Report how many lines in the data below hold "SupervisorError", with no other words.

***** Records to process

//! Extraction of the bundled FRP binaries onto a writable filesystem

use crate::config_store::write_atomic;
use crate::error::SupervisorError;
use crate::mode::Mode;
use anyhow::Context;
use std::borrow::Cow;
use std::collections::HashMap;
use std::path::{Path, PathBuf};
use tracing::{debug, info, warn};

/// Permission bits for an extracted binary (owner read/write/execute)
const BINARY_PERMISSIONS: u32 = 0o700;

/// Bundled executable images keyed by mode
#[derive(Debug, Clone, Default)]
pub struct BinaryAssets {
    images: HashMap<Mode, Cow<'static, [u8]>>,
}

impl BinaryAssets {
    pub fn new() -> Self {
        Self::default()
    }

    /// Register an image for a mode, replacing any previous one
    pub fn insert(&mut self, mode: Mode, image: impl Into<Cow<'static, [u8]>>) {
        self.images.insert(mode, image.into());
    }

    pub fn with(mut self, mode: Mode, image: impl Into<Cow<'static, [u8]>>) -> Self {
        self.insert(mode, image);
        self
    }

    /// Load images from a packaging directory holding files named `client` and `server`.
    ///
    /// Missing files are skipped; starting that mode will then report a missing binary.
    pub fn from_dir(dir: &Path) -> anyhow::Result<Self> {
        let mut assets = Self::new();
        for mode in Mode::ALL {
            let path = dir.join(mode.as_str());
            if !path.is_file() {
                warn!(mode = %mode, path = %path.display(), "No bundled binary for mode");
                continue;
            }
            let image = std::fs::read(&path)
                .with_context(|| format!("Failed to read bundled binary {}", path.display()))?;
            debug!(mode = %mode, bytes = image.len(), "Loaded bundled binary");
            assets.insert(mode, image);
        }
        Ok(assets)
    }

    pub fn get(&self, mode: Mode) -> Option<&[u8]> {
        self.images.get(&mode).map(|image| image.as_ref())
    }

    pub fn contains(&self, mode: Mode) -> bool {
        self.images.contains_key(&mode)
    }
}

/// Check whether the current user may execute `path`
#[cfg(unix)]
pub fn is_executable(path: &Path) -> bool {
    use std::os::unix::ffi::OsStrExt;

    let Ok(c_path) = std::ffi::CString::new(path.as_os_str().as_bytes()) else {
        return false;
    };
    path.is_file() && unsafe { libc::access(c_path.as_ptr(), libc::X_OK) } == 0
}

#[cfg(not(unix))]
pub fn is_executable(path: &Path) -> bool {
    path.is_file()
}

/// Copies bundled binaries to `<data_dir>/<mode>` on demand
#[derive(Debug, Clone)]
pub struct BinaryProvisioner {
    data_dir: PathBuf,
    assets: BinaryAssets,
}

impl BinaryProvisioner {
    pub fn new(data_dir: impl Into<PathBuf>, assets: BinaryAssets) -> Self {
        Self {
            data_dir: data_dir.into(),
            assets,
        }
    }

    /// `<data_dir>/<mode>`
    pub fn path_for(&self, mode: Mode) -> PathBuf {
        self.data_dir.join(mode.as_str())
    }

    /// Extract the bundled binary for `mode` unless it is already on disk.
    ///
    /// Returns the path of the binary.
    pub fn ensure_present(&self, mode: Mode) -> Result<PathBuf, SupervisorError> {
        let path = self.path_for(mode);
        if path.exists() {
            return Ok(path);
        }

        let Some(image) = self.assets.get(mode) else {
            return Err(SupervisorError::BinaryMissing { path });
        };

        debug!(mode = %mode, path = %path.display(), "Copying bundled binary");
        write_atomic(&path, image, Some(BINARY_PERMISSIONS))
            .map_err(|e| SupervisorError::io(&path, e))?;
        info!(mode = %mode, path = %path.display(), bytes = image.len(), "Extracted binary");
        Ok(path)
    }
}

**********

▸ **Answer for the task**
4